# [PROBLEM DESCRIPTION]
Look through the records and copy each line with the string "LifetimeScope" in it.

─── PROVIDED RECORDS ───

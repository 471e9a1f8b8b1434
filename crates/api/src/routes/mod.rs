pub mod health;
pub mod webhook;
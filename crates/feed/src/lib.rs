//! # `shaobing-feed` - 行情名称数据源
//!
//! 实现 `NameSource` 端口的两个远程报价源：
//! - [`sina::SinaProvider`]：主数据源，`"` 分隔的 GBK 文本。
//! - [`tencent::TencentProvider`]：备用数据源，`~` 分隔的 GBK 文本。

pub mod codec;
pub mod sina;
pub mod tencent;
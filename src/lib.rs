//! PERISHABLE - Expiring Key-Value Store
//!
//! Values live under string keys for a configurable lifetime; once past
//! it they behave as absent and are reclaimed by a lazy sweep that runs
//! inline with ordinary operations instead of on a background thread.
//! By default every successful read or write restarts the touched
//! entry's lifetime; a transient store keeps pure TTL-since-creation
//! semantics.
//!
//! # Example
//!
//! ```
//! use std::time::Duration;
//! use perishable::{MemoryStore, Store};
//!
//! # fn main() -> Result<(), perishable::StoreError> {
//! let store = MemoryStore::new(Duration::from_secs(300));
//! store.add("session:1", &"alice")?;
//!
//! let user: String = store.get("session:1")?;
//! assert_eq!(user, "alice");
//! assert_eq!(store.count()?, 1);
//! # Ok(())
//! # }
//! ```

mod codec;
pub mod error;
pub mod memory;
pub mod store;

pub use error::{Result, StoreError};
pub use memory::{MemoryStore, StoreConfig};
pub use store::{LifetimeScope, Store};
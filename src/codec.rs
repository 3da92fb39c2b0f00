//! Payload Codec
//!
//! Serialize/deserialize boundary between caller values and stored bytes.
//! JSON is used because it is self-describing: decoding a payload as an
//! incompatible type fails deterministically instead of reinterpreting
//! raw bytes.

use bytes::Bytes;
use serde::de::DeserializeOwned;
use serde::Serialize;

use crate::error::Result;

/// Encode a caller value into its stored byte form
pub(crate) fn encode<T: Serialize>(value: &T) -> Result<Bytes> {
    let buf = serde_json::to_vec(value)?;
    Ok(Bytes::from(buf))
}

/// Decode a stored payload into the requested type
pub(crate) fn decode<T: DeserializeOwned>(payload: &Bytes) -> Result<T> {
    Ok(serde_json::from_slice(payload)?)
}

#[cfg(test)]
mod tests {
    use super::*;
    use crate::error::StoreError;
    use serde::Deserialize;

    #[derive(Debug, PartialEq, Serialize, Deserialize)]
    struct Session {
        user: String,
        hits: u32,
    }

    #[test]
    fn test_struct_roundtrip() {
        let session = Session {
            user: "alice".into(),
            hits: 3,
        };
        let payload = encode(&session).unwrap();
        let back: Session = decode(&payload).unwrap();
        assert_eq!(back, session);
    }

    #[test]
    fn test_incompatible_decode_fails() {
        let payload = encode(&"15").unwrap();
        let err = decode::<i64>(&payload).unwrap_err();
        assert!(matches!(err, StoreError::TypeMismatch(_)));

        let payload = encode(&15_i64).unwrap();
        let err = decode::<String>(&payload).unwrap_err();
        assert!(matches!(err, StoreError::TypeMismatch(_)));
    }
}
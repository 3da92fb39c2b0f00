//! In-Memory Engine
//!
//! Coarse reader/writer lock over the entry map with sweep-on-access
//! expiration.

mod entry;
mod sweep;

use bytes::Bytes;
use parking_lot::{Mutex, RwLock};
use tracing::debug;

use std::sync::atomic::{AtomicBool, Ordering};
use std::sync::Arc;
use std::time::Duration;

use crate::codec;
use crate::error::{Result, StoreError};
use crate::store::{LifetimeScope, Store};

use self::entry::Entry;
use self::sweep::{EntryMap, SweepGuard, SweepThrottle};

/// Store configuration
#[derive(Debug, Clone)]
pub struct StoreConfig {
    /// Default lifetime applied to new entries and on renewal
    pub lifetime: Duration,
    /// When true, access never extends an entry's life
    pub transient: bool,
    /// Skip a sweep while less than one-fifth of the lifetime has passed
    /// since the previous one
    pub sweep_throttle: bool,
}

impl Default for StoreConfig {
    fn default() -> Self {
        Self {
            lifetime: Duration::from_secs(60),
            transient: false,
            sweep_throttle: true,
        }
    }
}

impl StoreConfig {
    pub fn with_lifetime(mut self, lifetime: Duration) -> Self {
        self.lifetime = lifetime;
        self
    }

    pub fn with_transient(mut self, transient: bool) -> Self {
        self.transient = transient;
        self
    }

    pub fn with_sweep_throttle(mut self, enabled: bool) -> Self {
        self.sweep_throttle = enabled;
        self
    }
}

#[derive(Debug)]
struct StoreInner {
    entries: RwLock<EntryMap>,
    lifetime: Mutex<Duration>,
    transient: AtomicBool,
    throttle: SweepThrottle,
}

/// Expiring key-value store backed by one reader/writer lock.
///
/// Every operation begins with a lazy sweep of expired entries. The sweep
/// takes the read lock, upgrades to the write lock at most once when it
/// finds something to reclaim, and hands the operation whatever guard it
/// ended up holding; the operation adapts that to the mode it needs. With
/// the throttle enabled the sweep may be skipped entirely, so every
/// access re-checks liveness at the entry itself.
///
/// Cloning is cheap; clones share the same store.
#[derive(Debug, Clone)]
pub struct MemoryStore {
    inner: Arc<StoreInner>,
}

impl Default for MemoryStore {
    fn default() -> Self {
        Self::with_config(StoreConfig::default())
    }
}

impl MemoryStore {
    /// Create a store with sliding-expiration semantics: every successful
    /// read or write restarts the touched entry's lifetime
    pub fn new(lifetime: Duration) -> Self {
        Self::with_config(StoreConfig::default().with_lifetime(lifetime))
    }

    /// Create a store whose entries expire a fixed lifetime after
    /// creation, regardless of access
    pub fn transient(lifetime: Duration) -> Self {
        Self::with_config(
            StoreConfig::default()
                .with_lifetime(lifetime)
                .with_transient(true),
        )
    }

    /// Create a store from explicit configuration
    pub fn with_config(config: StoreConfig) -> Self {
        Self {
            inner: Arc::new(StoreInner {
                entries: RwLock::new(EntryMap::new()),
                lifetime: Mutex::new(config.lifetime),
                transient: AtomicBool::new(config.transient),
                throttle: SweepThrottle::new(config.sweep_throttle),
            }),
        }
    }

    /// Number of entries physically present, including expired ones not
    /// yet swept
    pub fn len(&self) -> usize {
        self.inner.entries.read().len()
    }

    /// Whether the map is physically empty
    pub fn is_empty(&self) -> bool {
        self.len() == 0
    }

    /// Live keys (for debugging/testing)
    pub fn keys(&self) -> Vec<String> {
        let map = self.inner.entries.read();
        map.iter()
            .filter(|(_, entry)| !entry.is_expired())
            .map(|(key, _)| key.clone())
            .collect()
    }

    /// Current default lifetime
    fn lifetime(&self) -> Duration {
        *self.inner.lifetime.lock()
    }

    /// Lifetime to renew a touched entry to, or None under transient
    /// semantics
    fn renewal(&self) -> Option<Duration> {
        if self.inner.transient.load(Ordering::Relaxed) {
            None
        } else {
            Some(self.lifetime())
        }
    }

    /// Reclaim expired entries, handing back whatever lock the pass ended
    /// up holding.
    ///
    /// The scan runs under the read lock; on the first expired entry it
    /// trades the read guard for the write guard once and reclaims in a
    /// single pass. The retained write-lock scan re-checks expiry, so an
    /// entry touched by a racing reader between the two guards is never
    /// reclaimed live.
    fn sweep(&self) -> SweepGuard<'_> {
        if !self.inner.throttle.admit(self.lifetime() / 5) {
            return SweepGuard::Skipped;
        }

        let map = self.inner.entries.read();
        if !map.values().any(|entry| entry.is_expired()) {
            return SweepGuard::Read(map);
        }
        drop(map);

        let mut map = self.inner.entries.write();
        let before = map.len();
        map.retain(|_, entry| !entry.is_expired());
        let removed = before - map.len();
        if removed > 0 {
            debug!(removed, "swept expired entries");
        }
        SweepGuard::Write(map)
    }

    /// Counter read-modify-write shared by increment and decrement
    fn adjust(&self, key: &str, delta: i64) -> Result<i64> {
        let renewal = self.renewal();
        let apply = |value: &mut Bytes| -> Result<i64> {
            let next = codec::decode::<i64>(value)?.wrapping_add(delta);
            *value = codec::encode(&next)?;
            Ok(next)
        };

        let map = self.sweep().into_read(&self.inner.entries);
        if let Some(result) = map.get(key).and_then(|e| e.modify_if_live(renewal, apply)) {
            return result;
        }
        drop(map);

        // Absent or expired: create under the write lock, re-checking in
        // case a racing caller created it first
        let mut map = self.inner.entries.write();
        if let Some(result) = map.get(key).and_then(|e| e.modify_if_live(renewal, apply)) {
            return result;
        }
        map.insert(key.to_owned(), Entry::new(codec::encode(&delta)?, self.lifetime()));
        Ok(delta)
    }
}

impl Store for MemoryStore {
    fn add_bytes(&self, key: &str, value: Bytes) -> Result<()> {
        let mut map = self.sweep().into_write(&self.inner.entries);
        let occupied = map.get(key).map(|e| !e.is_expired()).unwrap_or(false);
        if occupied {
            return Err(StoreError::DuplicateKey(key.to_owned()));
        }
        // An expired entry behaves as absent; the insert reclaims its slot
        map.insert(key.to_owned(), Entry::new(value, self.lifetime()));
        Ok(())
    }

    fn get_bytes(&self, key: &str) -> Result<Bytes> {
        let map = self.sweep().into_read(&self.inner.entries);
        map.get(key)
            .and_then(|entry| entry.value_if_live(self.renewal()))
            .ok_or_else(|| StoreError::InvalidKey(key.to_owned()))
    }

    fn set_bytes(&self, key: &str, value: Bytes) -> Result<()> {
        let map = self.sweep().into_read(&self.inner.entries);
        let replaced = map
            .get(key)
            .map(|entry| entry.replace_if_live(value, self.renewal()))
            .unwrap_or(false);
        if replaced {
            Ok(())
        } else {
            Err(StoreError::InvalidKey(key.to_owned()))
        }
    }

    fn delete(&self, key: &str) -> Result<()> {
        let mut map = self.sweep().into_write(&self.inner.entries);
        match map.remove(key) {
            Some(entry) if !entry.is_expired() => Ok(()),
            // Removing an expired entry reclaims the slot but the key
            // still reads as absent
            _ => Err(StoreError::InvalidKey(key.to_owned())),
        }
    }

    fn count(&self) -> Result<usize> {
        let map = self.sweep().into_read(&self.inner.entries);
        Ok(map.values().filter(|entry| !entry.is_expired()).count())
    }

    fn flush(&self) -> Result<()> {
        // Clears everything anyway, so the sweep is bypassed
        let mut map = self.inner.entries.write();
        *map = EntryMap::new();
        Ok(())
    }

    fn gc(&self) {
        drop(self.sweep());
    }

    fn set_lifetime(&self, lifetime: Duration, scope: LifetimeScope) -> Result<()> {
        match scope {
            LifetimeScope::New => Err(StoreError::Unsupported("lifetime scope `new`")),
            LifetimeScope::NewAndUpdated => {
                *self.inner.lifetime.lock() = lifetime;
                Ok(())
            }
            LifetimeScope::All => {
                *self.inner.lifetime.lock() = lifetime;
                // Values mutate in place under the read lock; expired
                // entries stay expired rather than coming back to life
                let map = self.sweep().into_read(&self.inner.entries);
                for entry in map.values() {
                    entry.renew_if_live(lifetime);
                }
                Ok(())
            }
        }
    }

    fn set_transient(&self, transient: bool) {
        self.inner.transient.store(transient, Ordering::Relaxed);
    }

    fn increment(&self, key: &str) -> Result<i64> {
        self.adjust(key, 1)
    }

    fn decrement(&self, key: &str) -> Result<i64> {
        self.adjust(key, -1)
    }
}
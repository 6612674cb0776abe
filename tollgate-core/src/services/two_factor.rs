//! TOTP second-factor service.
//!
//! Second factor is opt-in per account: an account is enrolled once it has a
//! secret in the [`AccountDirectory`]. Logins that resolve to no account, or
//! to an account without a secret, pass through unchecked.

use std::sync::Arc;

use serde::{Deserialize, Serialize};

use crate::{
    Error,
    account::AccountId,
    clock::Clock,
    config::TotpConfig,
    error::TotpError,
    repositories::AccountDirectory,
    totp::{self, CurrentCode, TotpSecret},
};

/// What an administrator hands to the account owner after (re)generating a
/// secret.
#[derive(Debug, Clone, PartialEq, Eq, Serialize, Deserialize)]
pub struct Enrollment {
    pub secret_base32: String,
    /// `otpauth://` URI for QR enrollment
    pub provisioning_uri: String,
}

pub struct TwoFactorService<D: AccountDirectory> {
    accounts: Arc<D>,
    clock: Arc<dyn Clock>,
    config: TotpConfig,
}

impl<D: AccountDirectory> TwoFactorService<D> {
    pub fn new(accounts: Arc<D>, clock: Arc<dyn Clock>, config: TotpConfig) -> Self {
        Self {
            accounts,
            clock,
            config,
        }
    }

    pub fn config(&self) -> &TotpConfig {
        &self.config
    }

    /// Check the second factor for a submitted login.
    ///
    /// # Returns
    ///
    /// The account the login resolved to, if any. Unknown logins are not an
    /// error here; rejecting them is the password check's job.
    pub async fn verify_login(
        &self,
        login: &str,
        code: Option<&str>,
    ) -> Result<Option<AccountId>, Error> {
        let Some(account) = self.accounts.resolve_account(login).await? else {
            return Ok(None);
        };
        self.verify_account(&account, code).await?;
        Ok(Some(account))
    }

    /// Check `code` for `account`. Accounts without a secret always pass; a
    /// missing code for an enrolled account is rejected.
    pub async fn verify_account(&self, account: &AccountId, code: Option<&str>) -> Result<(), Error> {
        let Some(secret) = self.accounts.get_secret(account).await? else {
            return Ok(());
        };

        let submitted = code.unwrap_or_default();
        let valid = totp::verify_with(
            &secret,
            submitted,
            self.config.period,
            self.clock.now(),
            self.config.encoding,
        );

        if !valid {
            tracing::warn!(account = %account, "Invalid two-factor code");
            return Err(TotpError::InvalidCode.into());
        }
        Ok(())
    }

    pub async fn is_enrolled(&self, account: &AccountId) -> Result<bool, Error> {
        Ok(self.accounts.get_secret(account).await?.is_some())
    }

    /// Replace the secret of `account` with a fresh random one.
    ///
    /// `label` is the account name shown in authenticator apps, usually the
    /// login.
    pub async fn regenerate_secret(
        &self,
        account: &AccountId,
        label: &str,
    ) -> Result<Enrollment, Error> {
        let secret = TotpSecret::generate(self.config.secret_length)?;
        self.accounts.set_secret(account, &secret).await?;

        tracing::info!(account = %account, "Regenerated two-factor secret");

        Ok(Enrollment {
            secret_base32: secret.to_base32(),
            provisioning_uri: totp::provisioning_uri(label, &secret, &self.config.issuer),
        })
    }

    /// Store a secret supplied as Base32 text, e.g. when migrating accounts.
    pub async fn import_secret(&self, account: &AccountId, base32: &str) -> Result<(), Error> {
        let secret = TotpSecret::from_base32(base32)?;
        self.accounts.set_secret(account, &secret).await?;
        tracing::info!(account = %account, "Imported two-factor secret");
        Ok(())
    }

    /// Remove the secret of `account`, turning its second factor off.
    pub async fn delete_secret(&self, account: &AccountId) -> Result<bool, Error> {
        let removed = self.accounts.delete_secret(account).await?;
        tracing::info!(account = %account, removed = removed, "Deleted two-factor secret");
        Ok(removed)
    }

    /// The enrollment details of the existing secret, for showing the QR
    /// code again.
    pub async fn enrollment(
        &self,
        account: &AccountId,
        label: &str,
    ) -> Result<Option<Enrollment>, Error> {
        Ok(self
            .accounts
            .get_secret(account)
            .await?
            .map(|secret| Enrollment {
                secret_base32: secret.to_base32(),
                provisioning_uri: totp::provisioning_uri(label, &secret, &self.config.issuer),
            }))
    }

    /// The code valid right now for `account`, with its expiry.
    pub async fn current_code(&self, account: &AccountId) -> Result<Option<CurrentCode>, Error> {
        Ok(self.accounts.get_secret(account).await?.map(|secret| {
            totp::current_code(
                &secret,
                self.config.period,
                self.clock.now(),
                self.config.encoding,
            )
        }))
    }
}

───

# [TASK OUTPUT]
pub use store::{LifetimeScope, Store};
use crate::store::{LifetimeScope, Store};
    fn set_lifetime(&self, lifetime: Duration, scope: LifetimeScope) -> Result<()> {
            LifetimeScope::New => Err(StoreError::Unsupported("lifetime scope `new`")),
            LifetimeScope::NewAndUpdated => {
            LifetimeScope::All => {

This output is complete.